About this task: Your task is to copy every line of the records below that contains "page".

::::::::

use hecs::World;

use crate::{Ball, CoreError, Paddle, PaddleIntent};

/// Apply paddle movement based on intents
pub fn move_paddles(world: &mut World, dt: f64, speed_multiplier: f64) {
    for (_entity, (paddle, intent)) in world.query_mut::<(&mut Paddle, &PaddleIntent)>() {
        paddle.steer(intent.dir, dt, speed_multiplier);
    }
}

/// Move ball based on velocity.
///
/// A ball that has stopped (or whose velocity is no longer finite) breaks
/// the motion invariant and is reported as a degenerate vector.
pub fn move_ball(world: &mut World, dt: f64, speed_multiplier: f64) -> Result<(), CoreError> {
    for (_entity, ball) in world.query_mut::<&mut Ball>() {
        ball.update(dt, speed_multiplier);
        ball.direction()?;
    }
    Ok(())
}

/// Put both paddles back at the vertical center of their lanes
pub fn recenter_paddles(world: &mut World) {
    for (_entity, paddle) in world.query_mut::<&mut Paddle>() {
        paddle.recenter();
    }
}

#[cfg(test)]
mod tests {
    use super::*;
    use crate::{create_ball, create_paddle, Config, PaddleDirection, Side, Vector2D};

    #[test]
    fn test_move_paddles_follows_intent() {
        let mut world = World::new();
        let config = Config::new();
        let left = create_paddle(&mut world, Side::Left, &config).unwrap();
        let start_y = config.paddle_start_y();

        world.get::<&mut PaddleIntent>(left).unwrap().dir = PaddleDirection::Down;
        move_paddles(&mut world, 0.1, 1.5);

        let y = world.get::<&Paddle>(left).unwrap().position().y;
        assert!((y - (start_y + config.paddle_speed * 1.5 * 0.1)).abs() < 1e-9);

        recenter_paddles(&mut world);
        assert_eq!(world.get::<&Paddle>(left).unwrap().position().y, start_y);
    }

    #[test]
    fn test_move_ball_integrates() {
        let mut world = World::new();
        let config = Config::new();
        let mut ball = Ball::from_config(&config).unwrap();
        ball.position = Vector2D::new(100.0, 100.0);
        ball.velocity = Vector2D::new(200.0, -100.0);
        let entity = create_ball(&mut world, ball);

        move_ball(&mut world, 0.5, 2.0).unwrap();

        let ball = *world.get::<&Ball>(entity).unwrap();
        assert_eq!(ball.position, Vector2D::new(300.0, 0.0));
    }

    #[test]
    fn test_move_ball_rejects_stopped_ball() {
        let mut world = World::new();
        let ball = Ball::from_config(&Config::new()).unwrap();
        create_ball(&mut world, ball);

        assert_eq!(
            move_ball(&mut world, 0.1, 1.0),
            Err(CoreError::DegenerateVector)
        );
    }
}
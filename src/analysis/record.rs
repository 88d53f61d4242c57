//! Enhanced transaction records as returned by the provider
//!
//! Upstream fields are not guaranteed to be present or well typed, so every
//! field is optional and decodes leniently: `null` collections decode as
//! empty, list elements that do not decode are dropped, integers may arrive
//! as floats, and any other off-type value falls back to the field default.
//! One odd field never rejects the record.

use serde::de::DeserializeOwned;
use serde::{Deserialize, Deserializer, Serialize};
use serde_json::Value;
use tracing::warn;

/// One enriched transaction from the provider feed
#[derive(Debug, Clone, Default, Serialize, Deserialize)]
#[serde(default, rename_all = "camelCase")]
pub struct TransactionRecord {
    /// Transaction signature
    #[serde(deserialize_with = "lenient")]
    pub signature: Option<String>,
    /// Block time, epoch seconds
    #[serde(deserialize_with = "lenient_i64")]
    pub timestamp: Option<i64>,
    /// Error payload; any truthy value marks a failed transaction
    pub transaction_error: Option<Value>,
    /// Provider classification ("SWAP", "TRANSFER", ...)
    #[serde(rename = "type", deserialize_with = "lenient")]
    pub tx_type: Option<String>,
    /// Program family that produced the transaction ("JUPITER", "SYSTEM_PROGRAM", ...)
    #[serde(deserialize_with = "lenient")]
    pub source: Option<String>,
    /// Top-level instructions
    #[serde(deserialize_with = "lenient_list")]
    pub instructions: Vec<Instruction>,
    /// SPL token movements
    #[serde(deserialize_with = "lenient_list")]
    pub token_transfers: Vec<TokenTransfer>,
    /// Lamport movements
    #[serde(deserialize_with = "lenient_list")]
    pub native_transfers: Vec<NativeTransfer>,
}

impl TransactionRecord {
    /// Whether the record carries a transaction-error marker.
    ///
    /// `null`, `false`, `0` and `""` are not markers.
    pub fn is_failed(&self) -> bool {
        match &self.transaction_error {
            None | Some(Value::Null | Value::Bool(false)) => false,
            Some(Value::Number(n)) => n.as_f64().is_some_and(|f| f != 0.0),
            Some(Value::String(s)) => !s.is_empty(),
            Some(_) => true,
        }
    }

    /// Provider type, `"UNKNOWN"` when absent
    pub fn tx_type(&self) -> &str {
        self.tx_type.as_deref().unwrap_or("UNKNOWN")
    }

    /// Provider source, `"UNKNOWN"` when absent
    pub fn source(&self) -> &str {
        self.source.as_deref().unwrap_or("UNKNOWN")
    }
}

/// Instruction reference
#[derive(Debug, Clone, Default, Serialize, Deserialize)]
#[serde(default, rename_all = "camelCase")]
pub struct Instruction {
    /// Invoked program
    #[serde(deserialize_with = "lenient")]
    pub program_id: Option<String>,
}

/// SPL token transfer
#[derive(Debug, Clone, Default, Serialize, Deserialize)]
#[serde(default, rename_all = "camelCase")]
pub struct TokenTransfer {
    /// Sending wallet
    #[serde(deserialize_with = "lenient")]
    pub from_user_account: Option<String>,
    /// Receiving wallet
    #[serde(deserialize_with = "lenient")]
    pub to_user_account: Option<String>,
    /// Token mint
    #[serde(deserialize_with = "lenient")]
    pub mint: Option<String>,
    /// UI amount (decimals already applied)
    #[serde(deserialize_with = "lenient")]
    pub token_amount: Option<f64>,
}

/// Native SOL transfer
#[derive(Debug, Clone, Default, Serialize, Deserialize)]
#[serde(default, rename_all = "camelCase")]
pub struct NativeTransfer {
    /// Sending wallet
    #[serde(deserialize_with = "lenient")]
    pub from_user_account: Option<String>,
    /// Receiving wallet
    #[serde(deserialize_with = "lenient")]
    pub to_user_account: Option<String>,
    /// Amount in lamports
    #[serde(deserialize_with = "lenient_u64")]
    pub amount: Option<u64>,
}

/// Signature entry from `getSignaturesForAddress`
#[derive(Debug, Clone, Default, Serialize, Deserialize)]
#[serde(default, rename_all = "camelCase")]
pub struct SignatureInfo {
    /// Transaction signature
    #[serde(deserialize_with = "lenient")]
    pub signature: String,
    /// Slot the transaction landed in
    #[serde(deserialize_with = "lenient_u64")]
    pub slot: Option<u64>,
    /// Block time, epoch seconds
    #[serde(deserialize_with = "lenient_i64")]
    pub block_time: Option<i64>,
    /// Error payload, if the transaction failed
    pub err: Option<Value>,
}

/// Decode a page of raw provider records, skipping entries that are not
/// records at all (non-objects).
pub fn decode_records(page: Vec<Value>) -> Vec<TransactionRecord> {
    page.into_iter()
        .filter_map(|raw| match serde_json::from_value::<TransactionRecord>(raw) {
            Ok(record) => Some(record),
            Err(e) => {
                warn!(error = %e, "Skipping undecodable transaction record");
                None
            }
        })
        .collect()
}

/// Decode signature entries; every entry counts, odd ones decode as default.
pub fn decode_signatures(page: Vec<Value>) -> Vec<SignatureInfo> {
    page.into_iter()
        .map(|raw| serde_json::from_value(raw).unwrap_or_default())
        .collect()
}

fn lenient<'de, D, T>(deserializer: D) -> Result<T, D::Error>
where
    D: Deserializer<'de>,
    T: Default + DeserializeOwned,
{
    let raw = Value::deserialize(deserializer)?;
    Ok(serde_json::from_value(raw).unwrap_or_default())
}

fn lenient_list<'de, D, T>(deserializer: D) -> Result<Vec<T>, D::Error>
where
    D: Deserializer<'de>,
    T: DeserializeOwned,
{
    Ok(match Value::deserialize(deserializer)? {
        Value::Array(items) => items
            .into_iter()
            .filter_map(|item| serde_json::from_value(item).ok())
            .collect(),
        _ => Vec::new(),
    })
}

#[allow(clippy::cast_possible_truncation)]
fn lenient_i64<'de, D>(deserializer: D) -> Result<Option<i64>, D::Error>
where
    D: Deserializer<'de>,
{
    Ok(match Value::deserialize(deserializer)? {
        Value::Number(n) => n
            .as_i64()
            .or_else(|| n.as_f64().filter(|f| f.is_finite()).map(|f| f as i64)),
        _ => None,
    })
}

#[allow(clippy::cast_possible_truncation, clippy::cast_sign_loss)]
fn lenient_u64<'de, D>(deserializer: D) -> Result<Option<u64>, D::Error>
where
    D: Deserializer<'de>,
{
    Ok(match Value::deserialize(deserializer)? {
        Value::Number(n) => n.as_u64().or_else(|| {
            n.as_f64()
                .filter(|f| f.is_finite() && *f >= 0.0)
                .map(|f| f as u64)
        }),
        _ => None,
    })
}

::::::::

Exercise response:
/// Decode a page of raw provider records, skipping entries that are not
pub fn decode_records(page: Vec<Value>) -> Vec<TransactionRecord> {
    page.into_iter()
pub fn decode_signatures(page: Vec<Value>) -> Vec<SignatureInfo> {
    page.into_iter()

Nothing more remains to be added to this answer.